The conceit is that cities will sometimes, rarely, achieve sentience. When they do, creepy other-dimensional predators await to battle and often destroy them. In the world of the book, for example, New Orleans’ birth and then loss to the predatory manifestation is represented by Hurricane Katrina. It’s a cool idea, but I found the end of the book a little unsatisfying. Presumably the sequel, The World We Make (2022) gives a greater sense of resolution to the story.

When the initial avatar of New York City is incapacitated, the city manifests in five New Yorkers who anthropomorphize the five boroughs on New York City, plus one more avatar, and they must work together to fight (explicitly) Lovecraftian horrors and evils such as racism, sexual abuse, and white supremacy; Jemisin stated some of the manifestations symbolize gentrification. Each of the avatars has their own special ability, and made me wonder if this book would be suitable to be turned into a comic or a video game.
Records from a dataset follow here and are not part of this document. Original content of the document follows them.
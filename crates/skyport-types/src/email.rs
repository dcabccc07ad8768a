use serde::{Deserialize, Serialize};
use std::fmt;

use crate::error::StoreError;

/// Keys that would trigger prototype pollution in a dynamically-typed
/// backend. The collaborator map is keyed by email; we reject these keys as
/// defence-in-depth even though Rust's `HashMap` has no prototype chain —
/// see spec §9.
const FORBIDDEN_KEYS: [&str; 3] = ["__proto__", "constructor", "prototype"];

/// A validated, lower-cased email address used as a collaborator map key.
#[derive(Debug, Clone, PartialEq, Eq, Hash, Serialize, Deserialize)]
#[serde(try_from = "String", into = "String")]
pub struct Email(String);

impl Email {
    pub fn parse(raw: &str) -> Result<Self, StoreError> {
        let trimmed = raw.trim();
        if FORBIDDEN_KEYS.iter().any(|k| k.eq_ignore_ascii_case(trimmed)) {
            return Err(StoreError::MalformedRequest(format!(
                "email '{trimmed}' is not permitted"
            )));
        }
        if trimmed.is_empty() || !trimmed.contains('@') || trimmed.contains(char::is_whitespace) {
            return Err(StoreError::MalformedRequest(format!(
                "'{trimmed}' is not a valid email address"
            )));
        }
        let (local, domain) = trimmed
            .split_once('@')
            .ok_or_else(|| StoreError::MalformedRequest(format!("'{trimmed}' is not a valid email address")))?;
        if local.is_empty() || domain.is_empty() || !domain.contains('.') {
            return Err(StoreError::MalformedRequest(format!(
                "'{trimmed}' is not a valid email address"
            )));
        }
        Ok(Self(trimmed.to_ascii_lowercase()))
    }

    pub fn as_str(&self) -> &str {
        &self.0
    }
}

impl fmt::Display for Email {
    fn fmt(&self, f: &mut fmt::Formatter<'_>) -> fmt::Result {
        f.write_str(&self.0)
    }
}

impl TryFrom<String> for Email {
    type Error = StoreError;

    fn try_from(value: String) -> Result<Self, Self::Error> {
        Email::parse(&value)
    }
}

impl From<Email> for String {
    fn from(email: Email) -> Self {
        email.0
    }
}

#[cfg(test)]
mod tests {
    use super::*;

    #[test]
    fn accepts_plain_address() {
        assert!(Email::parse("Owner@Example.com").is_ok());
    }

    #[test]
    fn rejects_prototype_pollution_keys() {
        assert!(Email::parse("__proto__").is_err());
        assert!(Email::parse("constructor").is_err());
        assert!(Email::parse("prototype").is_err());
    }

    #[test]
    fn rejects_malformed_addresses() {
        assert!(Email::parse("not-an-email").is_err());
        assert!(Email::parse("a@b").is_err());
        assert!(Email::parse("").is_err());
    }

    #[test]
    fn lowercases_for_stable_keying() {
        let e = Email::parse("Owner@Example.COM").unwrap();
        assert_eq!(e.as_str(), "owner@example.com");
    }
}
I’d be interested to see if there are any academic studies of the fictional sub-genre in which real-life cities exhibit magical sentience. In reading this, I was reminded of the following books I read years ago, that give magical life to London, though not in the same way as Jemisin’s work: The City’s Son by Tom Pollock (2012) and the series beginning with A Madness of Angels: Or The Resurrection of Matthew Swift by Kate Griffin (2009).

The City We Became won a British Science Fiction Association award and a Locus Award.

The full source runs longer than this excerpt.